» Task directions
Report each line from the records where the string "derive" turns up.

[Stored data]
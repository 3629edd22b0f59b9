use rusqlite::{params, OptionalExtension};
use tracing::debug;

use super::{Store, Table};
use crate::credentials::PasswordHasher;
use crate::error::{Result, SeedError};

#[derive(Debug, Clone, Copy, PartialEq, Eq)]
pub enum UserType {
    Admin,
    Customer,
}

impl UserType {
    pub const ALL: [UserType; 2] = [UserType::Admin, UserType::Customer];

    pub fn as_str(self) -> &'static str {
        match self {
            UserType::Admin => "admin",
            UserType::Customer => "customer",
        }
    }
}

/// A user row as handed to [`insert_user`]. The password is plaintext here and
/// is hashed before it reaches the store.
#[derive(Clone)]
pub struct NewUser {
    pub name: String,
    pub email: String,
    pub password: String,
    pub user_type: String,
}

impl std::fmt::Debug for NewUser {
    fn fmt(&self, f: &mut std::fmt::Formatter<'_>) -> std::fmt::Result {
        f.debug_struct("NewUser")
            .field("name", &self.name)
            .field("email", &self.email)
            .field("password", &"<redacted>")
            .field("user_type", &self.user_type)
            .finish()
    }
}

pub fn insert_user(store: &Store, hasher: &PasswordHasher, user: &NewUser) -> Result<i64> {
    let conn = store.connection()?;
    let hashed = hasher.hash(&user.password)?;
    conn.execute(
        "INSERT INTO Users(name, email, password, user_type) VALUES(?1, ?2, ?3, ?4)",
        params![user.name, user.email, hashed, user.user_type],
    )
    .map_err(|e| SeedError::from_write(Table::Users, e))?;
    let id = conn.last_insert_rowid();
    debug!(user_id = id, email = %user.email, "user inserted");
    Ok(id)
}

/// Check `plaintext` against the stored hash for `email`. An unknown email is
/// simply `false`.
pub fn check_password(
    store: &Store,
    hasher: &PasswordHasher,
    email: &str,
    plaintext: &str,
) -> Result<bool> {
    let conn = store.connection()?;
    let stored: Option<String> = conn
        .query_row("SELECT password FROM Users WHERE email = ?1", [email], |row| row.get(0))
        .optional()
        .map_err(|e| SeedError::from_write(Table::Users, e))?;
    Ok(stored.is_some_and(|digest| hasher.verify(plaintext, &digest)))
}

» Response to this exercise
#[derive(Debug, Clone, Copy, PartialEq, Eq)]
#[derive(Clone)]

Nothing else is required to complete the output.